### GIVEN DATA
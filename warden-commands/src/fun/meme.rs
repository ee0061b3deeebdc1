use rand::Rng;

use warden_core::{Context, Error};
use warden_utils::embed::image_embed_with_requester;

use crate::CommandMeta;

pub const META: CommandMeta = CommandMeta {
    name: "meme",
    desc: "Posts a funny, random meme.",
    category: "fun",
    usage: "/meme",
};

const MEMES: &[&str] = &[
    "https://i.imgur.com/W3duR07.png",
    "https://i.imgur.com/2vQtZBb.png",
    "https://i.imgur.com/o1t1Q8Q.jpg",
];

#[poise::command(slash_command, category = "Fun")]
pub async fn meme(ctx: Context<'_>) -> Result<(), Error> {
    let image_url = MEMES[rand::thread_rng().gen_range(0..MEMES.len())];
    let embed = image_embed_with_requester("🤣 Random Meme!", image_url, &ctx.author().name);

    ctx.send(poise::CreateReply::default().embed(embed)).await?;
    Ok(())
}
######
### GIVEN DATA
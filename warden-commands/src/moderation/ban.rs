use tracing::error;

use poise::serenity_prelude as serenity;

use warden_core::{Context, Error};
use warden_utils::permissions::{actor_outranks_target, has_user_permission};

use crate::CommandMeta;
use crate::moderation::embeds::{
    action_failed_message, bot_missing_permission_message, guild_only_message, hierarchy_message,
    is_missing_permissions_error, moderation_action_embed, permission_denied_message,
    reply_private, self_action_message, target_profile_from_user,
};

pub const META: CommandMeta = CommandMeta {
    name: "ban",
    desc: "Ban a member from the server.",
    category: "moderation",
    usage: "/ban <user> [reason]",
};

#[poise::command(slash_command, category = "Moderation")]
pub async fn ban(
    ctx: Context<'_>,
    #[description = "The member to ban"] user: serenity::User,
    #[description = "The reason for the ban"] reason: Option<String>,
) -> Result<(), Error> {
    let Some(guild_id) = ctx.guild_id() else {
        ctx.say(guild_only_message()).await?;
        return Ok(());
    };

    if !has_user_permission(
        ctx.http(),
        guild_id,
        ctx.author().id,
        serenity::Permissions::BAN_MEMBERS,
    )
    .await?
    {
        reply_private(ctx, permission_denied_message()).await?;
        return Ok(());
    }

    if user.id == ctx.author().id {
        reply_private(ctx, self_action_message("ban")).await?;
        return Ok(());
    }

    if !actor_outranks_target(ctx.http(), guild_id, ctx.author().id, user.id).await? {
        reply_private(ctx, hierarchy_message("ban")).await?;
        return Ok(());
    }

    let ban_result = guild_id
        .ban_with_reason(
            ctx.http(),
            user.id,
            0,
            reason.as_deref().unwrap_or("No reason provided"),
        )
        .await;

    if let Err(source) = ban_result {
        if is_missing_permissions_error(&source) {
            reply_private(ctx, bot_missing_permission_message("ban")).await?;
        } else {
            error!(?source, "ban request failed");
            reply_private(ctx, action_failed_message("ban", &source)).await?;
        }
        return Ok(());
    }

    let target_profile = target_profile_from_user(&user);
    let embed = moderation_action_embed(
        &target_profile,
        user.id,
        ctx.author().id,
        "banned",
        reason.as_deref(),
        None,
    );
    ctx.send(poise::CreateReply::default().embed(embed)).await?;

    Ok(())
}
######
### GIVEN DATA
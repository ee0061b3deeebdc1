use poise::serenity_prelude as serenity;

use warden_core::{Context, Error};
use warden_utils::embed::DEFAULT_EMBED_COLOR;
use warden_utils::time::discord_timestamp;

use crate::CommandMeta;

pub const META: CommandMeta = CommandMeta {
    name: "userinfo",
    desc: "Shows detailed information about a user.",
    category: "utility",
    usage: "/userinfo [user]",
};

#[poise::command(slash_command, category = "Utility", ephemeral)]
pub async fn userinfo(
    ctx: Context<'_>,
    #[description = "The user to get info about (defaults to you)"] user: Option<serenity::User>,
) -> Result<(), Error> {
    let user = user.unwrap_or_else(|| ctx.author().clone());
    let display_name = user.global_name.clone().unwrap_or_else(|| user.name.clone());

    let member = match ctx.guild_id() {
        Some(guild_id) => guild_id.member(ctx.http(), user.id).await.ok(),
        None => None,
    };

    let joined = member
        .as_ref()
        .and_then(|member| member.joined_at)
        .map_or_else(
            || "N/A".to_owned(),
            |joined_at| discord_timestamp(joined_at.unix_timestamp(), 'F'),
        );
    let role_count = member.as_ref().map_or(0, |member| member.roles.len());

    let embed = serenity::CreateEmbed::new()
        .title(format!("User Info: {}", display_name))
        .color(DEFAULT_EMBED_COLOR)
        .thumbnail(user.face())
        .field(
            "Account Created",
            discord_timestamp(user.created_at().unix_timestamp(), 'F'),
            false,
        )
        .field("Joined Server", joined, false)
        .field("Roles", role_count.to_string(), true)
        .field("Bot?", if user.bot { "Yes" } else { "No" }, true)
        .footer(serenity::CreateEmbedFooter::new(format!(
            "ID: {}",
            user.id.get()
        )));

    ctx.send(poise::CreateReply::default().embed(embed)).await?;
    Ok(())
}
######
- TASK ITEM
Among the records above, repeat exactly the line with "if user.id == ctx.author().id", the line with "if let Err(source)", and every line in between, and only those.

- TASK RESULT
    if user.id == ctx.author().id {
        reply_private(ctx, self_action_message("ban")).await?;
        return Ok(());
    }

    if !actor_outranks_target(ctx.http(), guild_id, ctx.author().id, user.id).await? {
        reply_private(ctx, hierarchy_message("ban")).await?;
        return Ok(());
    }

    let ban_result = guild_id
        .ban_with_reason(
            ctx.http(),
            user.id,
            0,
            reason.as_deref().unwrap_or("No reason provided"),
        )
        .await;

    if let Err(source) = ban_result {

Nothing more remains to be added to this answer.